In this play Athenian women decide not to have sex with their husbands, in order to force them to stop the war with Sparta. If homosexuality was so widely practiced, this decision would mean nothing to men, since they could turn to each other to satisfy their desires. But this is not what happens. On the contrary, men give way rather quickly, because they cannot stand this compulsory abstinence.

Georgiades disputes that Aristophanes was writing for a lower class audience, and therefore pandering to their prejudices against homosexuality, while the upper class had no such prejudices. The patrons of the Classical theatre were, after all, drawn from the Athenian aristocracy. If the heads of the polis were really idealisers of homosexual behaviour, why would Aristophanes have been so insulting towards it?

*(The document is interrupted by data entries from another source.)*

//! Built-in route tree of the restaurant client.
//!
//! One layout per role, each gated on `requiresAuth` plus the matching role,
//! and a login layout that also serves as the catch-all.

use super::RouteRecord;
use crate::user::role;

fn login_layout(path: &str) -> RouteRecord {
    RouteRecord::new(path).view("LoginLayout").children(vec![
        RouteRecord::new("").redirect(super::LOGIN_PATH),
        RouteRecord::new("login").view("LoginPage"),
    ])
}

#[must_use]
pub fn routes() -> Vec<RouteRecord> {
    vec![
        login_layout("/"),
        RouteRecord::new("/administrador")
            .view("AdminLayout")
            .requires_auth(true)
            .role(role::ADMINISTRADOR)
            .children(vec![
                RouteRecord::new("").view("admin/DashboardPage"),
                RouteRecord::new("empleados").view("admin/GestionEmpleados"),
                RouteRecord::new("platos").view("admin/GestionPlatos"),
                RouteRecord::new("bebidas").view("admin/GestionBebidas"),
                RouteRecord::new("mesas").view("admin/GestionMesas"),
                RouteRecord::new("reporteplatos").view("admin/ReportePlatos"),
                RouteRecord::new("reportebebidas").view("admin/ReporteBebidas"),
            ]),
        RouteRecord::new("/mesero")
            .view("MeseroLayout")
            .requires_auth(true)
            .role(role::MESERO)
            .children(vec![RouteRecord::new("").view("mesero/MesasPage")]),
        RouteRecord::new("/chef")
            .view("ChefLayout")
            .requires_auth(true)
            .role(role::CHEF)
            .children(vec![RouteRecord::new("").view("chef/CocinaPage")]),
        login_layout("/:catchAll(.*)*"),
    ]
}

Next, the book re-examines the evidence from vase illustrations, the source most often cited to support the notion of widespread and socially-condoned homosexuality in ancient Greece. Georgiades states that approximately 80,000 complete pieces of Attic ware remain, an estimated 1 per cent of the total produced during the Archaic and Classical eras. In the most influential modern study of the subject, Greek Homosexuality, by Kenneth Dover, 600 of these vases are cited as containing ‘homoerotic’ themes. But, Georgiades says, only about 30 of the 600 pots depict homosexual scenes. The rest:

 … are totally irrelevant, showing heroes, battles or mythological themes, or represent heterosexual scenes.

Moreover, anal penetration involving men or boys is never shown:

Only satyrs take part in scenes [involving anal penetration], and satyrs were known to be perverted and were represented as such.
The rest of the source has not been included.